Inquieto fui a la barra de la cafetería a explicar lo sucedido.
— ¿Ha olvidado usted la medicación, señor? -me contestó un camarero flaco sosteniendo una risa sarcástica.- Esa partida de tute que usted se refiere terminó ayer sobre las siete de la tarde. Pregunte al Serafín, el conserje del albergue de ahí enfrente, a ver si le da razón de los cuatro. Y ande con Dios y por la acera.
Sentí cómo un sudor, espeso y congelado, se adueñaba la parte de mi espalda donde se apoyaba la mochila de la comida. ¿Qué leches estaba pasando? o ¿qué me pasaba a mí? o ¿qué les pasaba a los demás?

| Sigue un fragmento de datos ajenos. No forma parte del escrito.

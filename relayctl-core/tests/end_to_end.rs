//! Actor and controller engines wired together over an in-memory radio.

use std::cell::RefCell;
use std::rc::Rc;
use std::time::{Duration, Instant};

use relayctl_core::{
    decode_frame, encode_frame, Actor, ActorState, Controller, ControllerState, LinkAddress,
    Message, MessageHeader, MsgType, OtaReadiness, PeerId, ProtocolConfig, Security, SharedSecret,
    Target, Transport, UpdateError, UpdateManager,
};

const SECRET: [u8; 32] = *b"relayctl-e2e-shared-secret-32byt";
const CONTROLLER_ADDR: LinkAddress = LinkAddress([0x24, 0x0A, 0xC4, 0, 0, 0x10]);

/// (destination, frame); `None` is broadcast.
type Air = Rc<RefCell<Vec<(Option<LinkAddress>, Vec<u8>)>>>;

struct Radio {
    air: Air,
}

impl Transport for Radio {
    fn send_broadcast(&mut self, frame: &[u8]) -> bool {
        self.air.borrow_mut().push((None, frame.to_vec()));
        true
    }

    fn send_unicast(&mut self, to: &LinkAddress, frame: &[u8]) -> bool {
        self.air.borrow_mut().push((Some(*to), frame.to_vec()));
        true
    }
}

struct ReadyUpdater;

impl UpdateManager for ReadyUpdater {
    fn enter_update_mode(&mut self) -> Result<(), UpdateError> {
        Ok(())
    }
}

fn init_logging() {
    let _ = tracing_subscriber::fmt()
        .with_env_filter(tracing_subscriber::EnvFilter::from_default_env())
        .with_test_writer()
        .try_init();
}

fn id(n: u8) -> PeerId {
    PeerId::new(n).unwrap()
}

fn actor_addr(n: u8) -> LinkAddress {
    LinkAddress([0x24, 0x0A, 0xC4, 0, 0, n])
}

fn security() -> Security {
    Security::new(SharedSecret::from_bytes(SECRET))
}

fn actor(n: u8, t0: Instant) -> (Actor<Radio>, Air) {
    let air = Air::default();
    let actor = Actor::new(
        id(n),
        security(),
        Radio { air: air.clone() },
        ProtocolConfig::default(),
        t0,
    )
    .with_update_manager(ReadyUpdater);
    (actor, air)
}

fn controller(actors: &[u8], t0: Instant) -> (Controller<Radio>, Air) {
    let air = Air::default();
    let controller = Controller::new(
        id(0),
        security(),
        Radio { air: air.clone() },
        ProtocolConfig::default(),
        actors.iter().map(|&n| id(n)),
        t0,
    );
    (controller, air)
}

fn drain(air: &Air) -> Vec<(Option<LinkAddress>, Vec<u8>)> {
    std::mem::take(&mut *air.borrow_mut())
}

/// Deliver an actor's beacon to the controller.
fn discover(a: &mut Actor<Radio>, a_air: &Air, c: &mut Controller<Radio>, now: Instant) {
    a.on_tick(now);
    for (to, frame) in drain(a_air) {
        assert_eq!(to, None);
        c.on_frame_received(actor_addr(a.id().get()), &frame, now);
    }
}

#[test]
fn toggle_round_trip_and_replay_rejected() {
    init_logging();
    let t0 = Instant::now();
    let (mut a, a_air) = actor(3, t0);
    let (mut c, c_air) = controller(&[3], t0);
    discover(&mut a, &a_air, &mut c, t0);
    assert_eq!(c.registry().len(), 1);

    assert!(c.request_relay_toggle(id(3), t0).unwrap());
    let sent = drain(&c_air);
    assert_eq!(sent.len(), 1);
    let (to, toggle) = &sent[0];
    assert_eq!(*to, Some(actor_addr(3)));

    a.on_frame_received(CONTROLLER_ADDR, toggle, t0);
    assert!(a.relay_state());
    let replies = drain(&a_air);
    assert_eq!(replies.len(), 1);
    assert_eq!(replies[0].0, Some(CONTROLLER_ADDR));
    match decode_frame(&replies[0].1).unwrap() {
        Message::RelayState { relay_state, .. } => assert!(relay_state),
        other => panic!("expected relay state, got {other:?}"),
    }
    c.on_frame_received(actor_addr(3), &replies[0].1, t0);
    assert!(c.registry().find(id(3)).unwrap().relay_state);

    // Identical bytes again: no toggle, no reply.
    a.on_frame_received(CONTROLLER_ADDR, toggle, t0 + Duration::from_millis(100));
    assert!(a.relay_state());
    assert!(drain(&a_air).is_empty());
}

#[test]
fn ota_coordination_with_two_actors_then_timeout() {
    init_logging();
    let t0 = Instant::now();
    let (mut a1, a1_air) = actor(1, t0);
    let (mut a2, a2_air) = actor(2, t0);
    let (mut c, c_air) = controller(&[1, 2], t0);
    discover(&mut a1, &a1_air, &mut c, t0);
    discover(&mut a2, &a2_air, &mut c, t0);

    assert_eq!(c.request_ota_broadcast(t0).unwrap(), 2);
    for (to, frame) in drain(&c_air) {
        match to {
            Some(addr) if addr == actor_addr(1) => {
                a1.on_frame_received(CONTROLLER_ADDR, &frame, t0)
            }
            Some(addr) if addr == actor_addr(2) => {
                a2.on_frame_received(CONTROLLER_ADDR, &frame, t0)
            }
            other => panic!("unexpected destination {other:?}"),
        }
    }
    assert_eq!(a1.current_state(), ActorState::OtaPreparing);
    assert_eq!(a2.current_state(), ActorState::OtaPreparing);

    for (n, air) in [(1u8, &a1_air), (2u8, &a2_air)] {
        for (_, frame) in drain(air) {
            assert!(matches!(decode_frame(&frame).unwrap(), Message::OtaAck { .. }));
            c.on_frame_received(actor_addr(n), &frame, t0);
        }
    }
    assert!(c.registry().iter().all(|p| p.ota == OtaReadiness::Ready));

    a1.on_tick(t0 + Duration::from_millis(50));
    assert_eq!(a1.current_state(), ActorState::OtaActive);

    let later = t0 + Duration::from_secs(301);
    c.on_tick(later);
    assert_eq!(c.current_state(), ControllerState::Idle);
    a1.on_tick(later);
    assert_eq!(a1.current_state(), ActorState::Idle);
}

#[test]
fn spoofed_relay_state_ignored() {
    init_logging();
    let t0 = Instant::now();
    let (mut a, a_air) = actor(4, t0);
    let (mut c, _c_air) = controller(&[4], t0);
    discover(&mut a, &a_air, &mut c, t0);

    let forged = encode_frame(&Message::RelayState {
        header: MessageHeader::new(MsgType::RelayState, id(4), Target::Peer(id(0)), 0, 42),
        relay_state: true,
    })
    .unwrap();
    c.on_frame_received(LinkAddress([0xDE, 0xAD, 0xBE, 0xEF, 0, 1]), &forged, t0);
    assert!(!c.registry().find(id(4)).unwrap().relay_state);
}

#[test]
fn challenge_response_authenticates_provisioned_actor() {
    init_logging();
    let t0 = Instant::now();
    let (mut a, a_air) = actor(5, t0);
    let (mut c, c_air) = controller(&[5], t0);
    c.provision_session_key(id(5), a.session_key().clone());
    discover(&mut a, &a_air, &mut c, t0);

    let challenge = drain(&c_air);
    assert_eq!(challenge.len(), 1);
    a.on_frame_received(CONTROLLER_ADDR, &challenge[0].1, t0);
    for (_, frame) in drain(&a_air) {
        c.on_frame_received(actor_addr(5), &frame, t0);
    }
    assert!(c.registry().find(id(5)).unwrap().is_authenticated());
}

#[test]
fn actor_ignores_frames_for_other_ids() {
    init_logging();
    let t0 = Instant::now();
    let (mut a, a_air) = actor(6, t0);
    let header = MessageHeader::new(MsgType::RelayToggle, id(0), Target::Peer(id(7)), 0, 1);
    let tag = security().authenticate_command(&header);
    let frame = encode_frame(&Message::RelayToggle { header, tag }).unwrap();
    a.on_frame_received(CONTROLLER_ADDR, &frame, t0);
    assert!(!a.relay_state());
    assert!(drain(&a_air).is_empty());
}

#[test]
fn ota_abort_returns_actor_to_idle() {
    init_logging();
    let t0 = Instant::now();
    let (mut a, a_air) = actor(7, t0);
    let (mut c, c_air) = controller(&[7], t0);
    discover(&mut a, &a_air, &mut c, t0);

    c.request_ota_broadcast(t0).unwrap();
    for (_, frame) in drain(&c_air) {
        a.on_frame_received(CONTROLLER_ADDR, &frame, t0);
    }
    assert_eq!(a.current_state(), ActorState::OtaPreparing);

    c.request_ota_abort(t0).unwrap();
    for (_, frame) in drain(&c_air) {
        a.on_frame_received(CONTROLLER_ADDR, &frame, t0);
    }
    assert_eq!(a.current_state(), ActorState::Idle);
    assert_eq!(c.current_state(), ControllerState::Idle);
}

#[test]
fn controller_ignores_unconfigured_actor() {
    init_logging();
    let t0 = Instant::now();
    let (mut a, a_air) = actor(8, t0);
    let (mut c, _c_air) = controller(&[1, 2], t0);
    discover(&mut a, &a_air, &mut c, t0);
    assert!(c.registry().is_empty());
}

Me notaba en mis cabales aunque eso, supuestamente, nunca lo nota uno mismo. Pero no, no eran figuraciones ni falta de sueño ni depresión sexagenaria, lo que vi era tan real como el aire que respiraba.

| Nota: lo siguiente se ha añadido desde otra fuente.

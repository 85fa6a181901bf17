//! Protocol timing and policy. Every field has a default, so an empty table is valid.

use std::time::Duration;

use serde::Deserialize;

/// Tunables shared by both roles.
#[derive(Debug, Clone, PartialEq, Eq, Deserialize)]
#[serde(deny_unknown_fields)]
pub struct ProtocolConfig {
    /// Minimum gap between actor beacons (default 2000 ms).
    #[serde(default = "default_beacon_interval_ms")]
    pub beacon_interval_ms: u64,
    /// Peer considered gone after this long without a beacon (default 5000 ms).
    #[serde(default = "default_discovery_timeout_ms")]
    pub discovery_timeout_ms: u64,
    /// Outstanding challenge lifetime on the controller (default 1000 ms).
    #[serde(default = "default_challenge_timeout_ms")]
    pub challenge_timeout_ms: u64,
    /// Absolute limit on OTA coordination state (default 300 s).
    #[serde(default = "default_ota_timeout_ms")]
    pub ota_timeout_ms: u64,
    /// Lifetime of a replay-cache entry (default 10 s).
    #[serde(default = "default_nonce_ttl_ms")]
    pub nonce_ttl_ms: u64,
    /// Refuse relay commands to peers that have not passed the challenge (default false).
    #[serde(default)]
    pub require_authenticated_peers: bool,
}

fn default_beacon_interval_ms() -> u64 {
    2000
}
fn default_discovery_timeout_ms() -> u64 {
    5000
}
fn default_challenge_timeout_ms() -> u64 {
    1000
}
fn default_ota_timeout_ms() -> u64 {
    300_000
}
fn default_nonce_ttl_ms() -> u64 {
    10_000
}

impl Default for ProtocolConfig {
    fn default() -> Self {
        Self {
            beacon_interval_ms: default_beacon_interval_ms(),
            discovery_timeout_ms: default_discovery_timeout_ms(),
            challenge_timeout_ms: default_challenge_timeout_ms(),
            ota_timeout_ms: default_ota_timeout_ms(),
            nonce_ttl_ms: default_nonce_ttl_ms(),
            require_authenticated_peers: false,
        }
    }
}

impl ProtocolConfig {
    pub fn beacon_interval(&self) -> Duration {
        Duration::from_millis(self.beacon_interval_ms)
    }

    pub fn discovery_timeout(&self) -> Duration {
        Duration::from_millis(self.discovery_timeout_ms)
    }

    pub fn challenge_timeout(&self) -> Duration {
        Duration::from_millis(self.challenge_timeout_ms)
    }

    pub fn ota_timeout(&self) -> Duration {
        Duration::from_millis(self.ota_timeout_ms)
    }

    pub fn nonce_ttl(&self) -> Duration {
        Duration::from_millis(self.nonce_ttl_ms)
    }
}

Crucé para volver al albergue para preguntar al recepcionista del ojo pocho si volvió Fermín. No le encontré en su sitio. Pregunté a unas limpiadoras que se afanaban con la fregona en una larga habitación, con reconcentrado olor agrio, repleta de literas. No sabían nada. "Tal vez fue a desayunar", me dijo una mujer, mientras arreglaba con brío la cama superior de una litera.
Me fui al mostrador de recepción y decidí esperar. No fue mucho tiempo ya que percibí el olor a chamusquina al poco. El escay de la silla de Serafín aparecía quemado en un diámetro aproximado a sus posaderas. Humeaba ya muy poco, dejando ver, tras una renegrida gomaespuma, la bandeja abarquillada de madera de la base.

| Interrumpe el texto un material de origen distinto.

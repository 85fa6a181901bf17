//! Discovery registry: actors a controller can currently reach.
//!
//! Bounded, insertion-ordered, compacting on removal. Positions shift when a
//! peer expires, so callers look peers up by id and never hold an index across ticks.

use std::time::{Duration, Instant};

use crate::protocol::PeerId;
use crate::security::SessionKey;
use crate::transport::LinkAddress;

/// Maximum concurrently tracked peers.
pub const MAX_PEERS: usize = 10;

/// Default liveness timeout.
pub const DEFAULT_DISCOVERY_TIMEOUT: Duration = Duration::from_millis(5000);

/// Outcome of the challenge/response identity proof for one peer.
#[derive(Debug, Clone, PartialEq, Eq)]
pub enum PeerAuth {
    /// Beacon seen, but no verified response yet (or no session key to verify with).
    IdentityUnverified,
    Authenticated { session_key: SessionKey },
}

/// Per-peer progress of a coordinated firmware update.
#[derive(Debug, Clone, Copy, PartialEq, Eq)]
pub enum OtaReadiness {
    Idle,
    /// OtaPrepare sent, no acknowledgement yet.
    Requested,
    /// Peer acknowledged.
    Ready,
}

#[derive(Debug, Clone)]
pub struct DiscoveredPeer {
    pub id: PeerId,
    pub link_address: LinkAddress,
    pub relay_state: bool,
    pub signal_quality: i8,
    pub last_seen: Instant,
    pub auth: PeerAuth,
    pub ota: OtaReadiness,
}

impl DiscoveredPeer {
    pub fn is_authenticated(&self) -> bool {
        matches!(self.auth, PeerAuth::Authenticated { .. })
    }
}

#[derive(Debug, Clone, Copy, PartialEq, Eq)]
pub enum Upsert {
    Inserted,
    Updated,
    /// Known peer beaconed from a new address; its verified identity was dropped.
    Moved,
}

#[derive(Debug, Clone, PartialEq, Eq, thiserror::Error)]
pub enum RegistryError {
    #[error("discovery registry full ({0} peers)")]
    Full(usize),
}

pub struct DiscoveryRegistry {
    peers: Vec<DiscoveredPeer>,
    capacity: usize,
    timeout: Duration,
}

impl DiscoveryRegistry {
    pub fn new(timeout: Duration) -> Self {
        Self::with_capacity(MAX_PEERS, timeout)
    }

    pub fn with_capacity(capacity: usize, timeout: Duration) -> Self {
        Self {
            peers: Vec::with_capacity(capacity),
            capacity,
            timeout,
        }
    }

    /// Insert a new peer or refresh an existing one in place.
    /// A new peer beyond capacity is rejected; nobody is evicted.
    /// An address change resets the peer to `IdentityUnverified`.
    pub fn register_or_update(
        &mut self,
        id: PeerId,
        link_address: LinkAddress,
        relay_state: bool,
        signal_quality: i8,
        now: Instant,
    ) -> Result<Upsert, RegistryError> {
        if let Some(peer) = self.find_mut(id) {
            let moved = peer.link_address != link_address;
            if moved {
                peer.link_address = link_address;
                peer.auth = PeerAuth::IdentityUnverified;
            }
            peer.relay_state = relay_state;
            peer.signal_quality = signal_quality;
            peer.last_seen = now;
            return Ok(if moved { Upsert::Moved } else { Upsert::Updated });
        }
        if self.peers.len() >= self.capacity {
            return Err(RegistryError::Full(self.capacity));
        }
        self.peers.push(DiscoveredPeer {
            id,
            link_address,
            relay_state,
            signal_quality,
            last_seen: now,
            auth: PeerAuth::IdentityUnverified,
            ota: OtaReadiness::Idle,
        });
        Ok(Upsert::Inserted)
    }

    /// Remove every peer not seen for longer than the timeout. Returns their ids.
    pub fn expire_stale(&mut self, now: Instant) -> Vec<PeerId> {
        let timeout = self.timeout;
        let mut expired = Vec::new();
        self.peers.retain(|p| {
            let stale = now.saturating_duration_since(p.last_seen) > timeout;
            if stale {
                expired.push(p.id);
            }
            !stale
        });
        expired
    }

    pub fn find(&self, id: PeerId) -> Option<&DiscoveredPeer> {
        self.peers.iter().find(|p| p.id == id)
    }

    fn find_mut(&mut self, id: PeerId) -> Option<&mut DiscoveredPeer> {
        self.peers.iter_mut().find(|p| p.id == id)
    }

    /// Record a verified identity proof. Returns false if the peer is unknown.
    pub fn mark_authenticated(&mut self, id: PeerId, session_key: SessionKey) -> bool {
        match self.find_mut(id) {
            Some(peer) => {
                peer.auth = PeerAuth::Authenticated { session_key };
                true
            }
            None => false,
        }
    }

    /// Update relay state from a status report; also counts as a sign of life.
    pub fn update_relay_state(&mut self, id: PeerId, relay_state: bool, now: Instant) -> bool {
        match self.find_mut(id) {
            Some(peer) => {
                peer.relay_state = relay_state;
                peer.last_seen = now;
                true
            }
            None => false,
        }
    }

    /// Refresh liveness only.
    pub fn touch(&mut self, id: PeerId, now: Instant) -> bool {
        match self.find_mut(id) {
            Some(peer) => {
                peer.last_seen = now;
                true
            }
            None => false,
        }
    }

    pub fn set_ota(&mut self, id: PeerId, ota: OtaReadiness) -> bool {
        match self.find_mut(id) {
            Some(peer) => {
                peer.ota = ota;
                true
            }
            None => false,
        }
    }

    pub fn reset_ota(&mut self) {
        for peer in &mut self.peers {
            peer.ota = OtaReadiness::Idle;
        }
    }

    /// Peers in insertion order.
    pub fn iter(&self) -> impl Iterator<Item = &DiscoveredPeer> {
        self.peers.iter()
    }

    pub fn len(&self) -> usize {
        self.peers.len()
    }

    pub fn is_empty(&self) -> bool {
        self.peers.is_empty()
    }

    pub fn clear(&mut self) {
        self.peers.clear();
    }
}

impl Default for DiscoveryRegistry {
    fn default() -> Self {
        Self::new(DEFAULT_DISCOVERY_TIMEOUT)
    }
}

Salí dando tumbos a la calle y anduve, sin saber realmente adónde iba, hasta que me senté un banco público. Tenía que razonar. Tenía que ordenar los acontecimientos que me estaban haciendo dudar hasta de mi propia existencia. Pensé, cerrando los ojos, desembarazándome de la mochila y dejando los brazos relajados a lo largo del cuerpo (eso escuché en la tele que funcionaba cuando te asaltaba un ataque de estrés). No cabía duda que todos los desaparecidos habían mantenido contacto, aunque fuera mínimo, conmigo, que estaban relacionados con la indigencia de una u otra manera (caso de Serafín) y que se desintegraban sin que los de su alrededor, al parecer, se dieran cuenta. Sentí unos deseos intensos de poder conversar con alguien que me pudiera creer y entender. ¿Pero quién? La baja autoestima que me procuraba mi actual situación social se incrementaba con este aislamiento que me convertía en sabedor de algo que estaba ocurriendo y el absurdo de no poder compartirlo con nadie por lo, evidentemente, descabellado del asunto. ¿Y si, precisamente, todo lo ocurrido en las últimas horas fuera obra y gracia de la mentira que me había empeñado con mi familia? La ociosidad a ultranza, la meticulosidad para seguir viviendo la mentira, las ansias de entretenimiento, en definitiva, la orfandad de un desempleado sesentón que batalla contra la realidad, me decía, tratando de convencerme de que lo vivido en menos de veinticuatro horas era pura invención, puro disloque de un tipo residual de la sociedad.
Sin comer (olvidé la mochila en aquel banco), dejé que llegara el crespúsculo y me encaminé a mi casa dispuesto a mostrar mi realidad desnuda. Hablaría con mi mujer y mis hijos y les contaría todo, pero todo, todo.